Issue 3: Should the Applicant be given an extension of time to request leave to appeal? No.

[18] When deciding whether to allow an extension of time, the Tribunal considers and weighs the four factors that were set out in Canada (Minister of Human Resources Development) v. Gattellaro.Footnote 3  In this case:

  1. a) Has the Applicant shown a continuing intention to pursue his appeal?
  2. b) Has he provided a reasonable explanation for the delay?
  3. c) Is there an arguable case on appeal? and
  4. d) Would any other party be prejudiced by the granting of the extension?

[19] Not all four factors need to be met; the overriding consideration is that the interests of justice be served.Footnote 4

[20] The Applicant was asked to comment on these factors in the Tribunal’s letter of December 8, 2017, but no answer was received.

[21] In answer to the first, second, and fourth questions, I am satisfied that the Applicant showed a continuing intention of appealing the General Division’s decision and that the Minister would not be prejudiced given the amount of time that passed after the 90-day time limit. Specifically, the Applicant’s incomplete request for leave to appeal was received by the Tribunal less than a month after the date of the General Division’s decision and he was in near constant contact with the Tribunal thereafter. In light of the Tribunal’s many letters, however, it is somewhat unclear why it took the Applicant so long to perfect his application for leave to appeal.

[22] With respect to the third question, I concluded above that there is no arguable case on appeal.

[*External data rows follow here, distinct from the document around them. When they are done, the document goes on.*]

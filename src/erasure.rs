/// Reed-Solomon erasure coding over shard buffers (spec.md §4.3, C3).
use reed_solomon_erasure::galois_8::ReedSolomon;

use crate::error::{DfsError, DfsResult};

pub struct ErasureCoder {
    k: usize,
    m: usize,
    rs: ReedSolomon,
}

impl ErasureCoder {
    /// `k` data shards, `m` parity shards. `k` must be at least 1 and
    /// `k + m` must not exceed 256 (the Galois field's shard-count ceiling).
    pub fn new(k: usize, m: usize) -> DfsResult<Self> {
        if k == 0 {
            return Err(DfsError::Config("erasure coder requires at least one data shard".into()));
        }
        if k + m > 256 {
            return Err(DfsError::Config(format!(
                "erasure coder shard count {} exceeds the 256-shard limit",
                k + m
            )));
        }
        let rs = ReedSolomon::new(k, m)
            .map_err(|e| DfsError::Config(format!("failed to build reed-solomon coder: {:?}", e)))?;
        Ok(Self { k, m, rs })
    }

    pub fn k(&self) -> usize {
        self.k
    }

    pub fn m(&self) -> usize {
        self.m
    }

    /// Splits `data` into `k` equally-sized shards, zero-padding the final
    /// shard if the input doesn't divide evenly.
    pub fn split(&self, data: &[u8]) -> Vec<Vec<u8>> {
        let shard_len = (data.len() + self.k - 1) / self.k.max(1);
        let shard_len = shard_len.max(1);
        let mut shards = Vec::with_capacity(self.k);
        for i in 0..self.k {
            let start = i * shard_len;
            let mut shard = vec![0u8; shard_len];
            if start < data.len() {
                let end = (start + shard_len).min(data.len());
                shard[..end - start].copy_from_slice(&data[start..end]);
            }
            shards.push(shard);
        }
        shards
    }

    /// Computes the `m` parity shards for a set of `k` equally-sized data shards.
    pub fn encode(&self, data_shards: &[Vec<u8>]) -> DfsResult<Vec<Vec<u8>>> {
        if data_shards.len() != self.k {
            return Err(DfsError::Config(format!(
                "expected {} data shards, got {}",
                self.k,
                data_shards.len()
            )));
        }
        let shard_len = data_shards[0].len();
        let mut all_shards: Vec<Vec<u8>> = data_shards.to_vec();
        all_shards.extend(std::iter::repeat(vec![0u8; shard_len]).take(self.m));

        self.rs
            .encode(&mut all_shards)
            .map_err(|e| DfsError::Corruption(format!("reed-solomon encode failed: {:?}", e)))?;

        Ok(all_shards.split_off(self.k))
    }

    /// Verifies that the given data + parity shards are mutually consistent.
    pub fn verify(&self, shards: &[Vec<u8>]) -> DfsResult<bool> {
        if shards.len() != self.k + self.m {
            return Err(DfsError::Corruption(format!(
                "expected {} shards to verify, got {}",
                self.k + self.m,
                shards.len()
            )));
        }
        self.rs
            .verify(shards)
            .map_err(|e| DfsError::Corruption(format!("reed-solomon verify failed: {:?}", e)))
    }

    /// Reconstructs any missing shards given at least `k` of the `k + m`
    /// total shards. `shards[i]` is `None` for a shard not currently held.
    pub fn reconstruct(&self, shards: &mut [Option<Vec<u8>>]) -> DfsResult<()> {
        if shards.len() != self.k + self.m {
            return Err(DfsError::Corruption(format!(
                "expected {} shard slots, got {}",
                self.k + self.m,
                shards.len()
            )));
        }
        let present = shards.iter().filter(|s| s.is_some()).count();
        if present < self.k {
            return Err(DfsError::Corruption(format!(
                "insufficient shards to reconstruct: have {}, need {}",
                present, self.k
            )));
        }

        self.rs
            .reconstruct(shards)
            .map_err(|e| DfsError::Corruption(format!("reed-solomon reconstruct failed: {:?}", e)))
    }

    /// Joins `k` data shards back into the original byte stream, trimming
    /// the zero-padding added by [`split`](Self::split) beyond `original_len`.
    pub fn join(&self, data_shards: &[Vec<u8>], original_len: usize) -> Vec<u8> {
        let mut out = Vec::with_capacity(original_len);
        for shard in data_shards {
            out.extend_from_slice(shard);
        }
        out.truncate(original_len);
        out
    }
}

#[cfg(test)]
mod tests {
    use super::*;

    #[test]
    fn encode_then_reconstruct_from_minimum_shards() {
        let coder = ErasureCoder::new(4, 2).unwrap();
        let data = b"the quick brown fox jumps over the lazy dog, many times over";
        let data_shards = coder.split(data);
        let parity_shards = coder.encode(&data_shards).unwrap();

        let mut all: Vec<Option<Vec<u8>>> = data_shards
            .iter()
            .cloned()
            .map(Some)
            .chain(parity_shards.iter().cloned().map(Some))
            .collect();

        // Drop two shards (the coder's redundancy budget) and reconstruct.
        all[0] = None;
        all[4] = None;
        coder.reconstruct(&mut all).unwrap();

        let recovered_data: Vec<Vec<u8>> = all[..4].iter().map(|s| s.clone().unwrap()).collect();
        let joined = coder.join(&recovered_data, data.len());
        assert_eq!(joined, data);
    }

    #[test]
    fn reconstruct_fails_with_too_few_shards() {
        let coder = ErasureCoder::new(4, 2).unwrap();
        let data = b"short data";
        let data_shards = coder.split(data);
        let parity_shards = coder.encode(&data_shards).unwrap();

        let mut all: Vec<Option<Vec<u8>>> = data_shards
            .iter()
            .cloned()
            .map(Some)
            .chain(parity_shards.iter().cloned().map(Some))
            .collect();
        all[0] = None;
        all[1] = None;
        all[2] = None;

        assert!(coder.reconstruct(&mut all).is_err());
    }

    #[test]
    fn new_rejects_zero_data_shards() {
        assert!(ErasureCoder::new(0, 2).is_err());
    }
}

[23] Though the factors are relatively balanced here, there are instances in which the Federal Court and Federal Court of Appeal have given particular weight to the arguable case factor.Footnote 5 On the facts of this case, I too agree that the arguable case factor is entitled to considerable weight. I acknowledge that the refusal to grant an extension of time means that the Applicant’s case ends here, but I must also weigh the extent to which the interests of justice are served by allowing an appeal to proceed even though it is bound to fail.

[24] Having considered the Gattellaro factors and the interests of justice, I conclude that the extension of time needed to request leave to appeal should be refused.

Issue 4: Should the Applicant be granted leave to appeal? No.

[25] Strictly speaking, it is not necessary to answer this question in light of the conclusion above. However, I have decided to touch on it briefly in the event that I am wrong and that an extension of time should have been granted.

[26] In keeping with subsections 58(2) and (3) of the DESD Act, leave to appeal should be granted unless the appeal has “no reasonable chance of success.”

[27] I previously considered whether the Applicant has “an arguable case on appeal.” While the wording of these two legal tests is different, courts have interpreted them as being the same in substance.Footnote 6 In both cases, the threshold is a low one: is there any arguable ground upon which the proposed appeal might succeed?

[28] Since I previously concluded that there were no arguable grounds on which the appeal might succeed, leave to appeal should be refused for the same reasons.

Conclusion

[29] The Applicant requires an extension of time and leave to appeal before this matter can proceed. I have refused both, albeit with sympathy for the Applicant’s circumstances.